Four years ago, in an invited lecture  to the 2nd International Conference on Ecobalance held here in Tsukuba, I outlined the necessary improvements to the performance of LCA, if this technique was to realise its full potential. I argued that three simultaneous demands were at play: for simplicity, for comprehensiveness, and for reliability, and that simplicity was the key to manage the demands for comprehensiveness and reliability. Some of my suggestions were to develop and apply standard procedures and assumptions, and to improve the understanding of uncertainties and their causes, thereby reducing the time spent for performing an LCA, especially in data collection, while at the same time improving reliability.

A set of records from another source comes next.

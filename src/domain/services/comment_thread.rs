use std::collections::HashMap;
use std::sync::Arc;
use tracing::info;

use crate::domain::{
    models::{
        comment::{Comment, CommentForest, CommentNode},
        credential::credential_matches,
    },
    ports::{CommentRepository, EventRepository, ParticipantRepository},
};
use crate::error::AppError;

pub struct CommentThread {
    comment_repo: Arc<dyn CommentRepository>,
    participant_repo: Arc<dyn ParticipantRepository>,
    event_repo: Arc<dyn EventRepository>,
}

impl CommentThread {
    pub fn new(
        comment_repo: Arc<dyn CommentRepository>,
        participant_repo: Arc<dyn ParticipantRepository>,
        event_repo: Arc<dyn EventRepository>,
    ) -> Self {
        Self { comment_repo, participant_repo, event_repo }
    }

    pub async fn create_comment(
        &self,
        event_id: &str,
        author_id: &str,
        content: String,
        parent_id: Option<String>,
    ) -> Result<Comment, AppError> {
        let event = self.event_repo.find_by_id(event_id).await?
            .ok_or_else(|| AppError::not_found("Event"))?;

        let comment = Comment::new(event.id.clone(), author_id.to_string(), content, parent_id)?;

        self.participant_repo.find_by_id(author_id).await?
            .filter(|p| p.event_id == event.id)
            .ok_or_else(|| AppError::Validation("Author is not a participant of this event".into()))?;

        if let Some(parent_id) = &comment.parent_id {
            self.comment_repo.find_by_id(parent_id).await?
                .filter(|parent| parent.event_id == event.id)
                .ok_or_else(|| AppError::Validation("Parent comment does not belong to this event".into()))?;
        }

        let created = self.comment_repo.create(&comment).await?;
        info!(event_id = %event.id, comment_id = %created.id, "Comment posted");
        Ok(created)
    }

    /// Top-level comments, each carrying its transitive replies.
    pub async fn list_root_comments(&self, event_id: &str) -> Result<Vec<CommentNode>, AppError> {
        let event = self.event_repo.find_by_id(event_id).await?
            .ok_or_else(|| AppError::not_found("Event"))?;

        let comments = self.comment_repo.list_by_event(&event.id).await?;
        let names: HashMap<String, String> = self.participant_repo.list_by_event(&event.id).await?
            .into_iter()
            .map(|p| (p.id, p.name))
            .collect();

        Ok(CommentForest::new(comments).into_tree(&names))
    }

    /// `caller_id` is either the author's participant id or the event's
    /// edit id. Replies go with the comment.
    pub async fn delete_comment(&self, comment_id: &str, caller_id: &str) -> Result<(), AppError> {
        let comment = self.comment_repo.find_by_id(comment_id).await?
            .ok_or_else(|| AppError::not_found("Comment"))?;
        let event = self.event_repo.find_by_id(&comment.event_id).await?
            .ok_or_else(|| AppError::not_found("Comment"))?;

        let is_author = credential_matches(&comment.author_id, caller_id);
        let is_organizer = credential_matches(&event.edit_id, caller_id);
        if !is_author && !is_organizer {
            return Err(AppError::not_found("Comment"));
        }

        let forest = CommentForest::new(self.comment_repo.list_by_event(&event.id).await?);
        let mut subtree = forest.subtree_ids(&comment.id);
        if subtree.is_empty() {
            subtree.push(comment.id.clone());
        }

        let removed = self.comment_repo.delete_many(&event.id, &subtree).await?;
        info!(event_id = %event.id, comment_id = %comment.id, removed, "Comment thread deleted");
        Ok(())
    }
}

Since then, these suggestions have been realised through a number of methodological developments, which I shall summarise in this presentation:
o Market-based delimitation of the product systems, following stepwise procedures, prevent unnecessary data collection while improving reliability of the result,
o An improved understanding of uncertainties and their causes makes it possible to identify the data that determine the uncertainty of the overall result, and to limit the data collection to those data which can contribute to a reduction of this uncertainty.
MARKET-BASED SYSTEM DELIMITATION
Careful system delimitation is the best way to prevent unnecessary data collection. The better the precision and justification in determining what processes to include, the less time is spent in data collection. The market-based system delimitation [2, 3] is a procedure for identifying the processes affected by a potential product substitution under study. The procedure implies that processes, which are not affected by the studied substitution, are excluded from the studied product systems.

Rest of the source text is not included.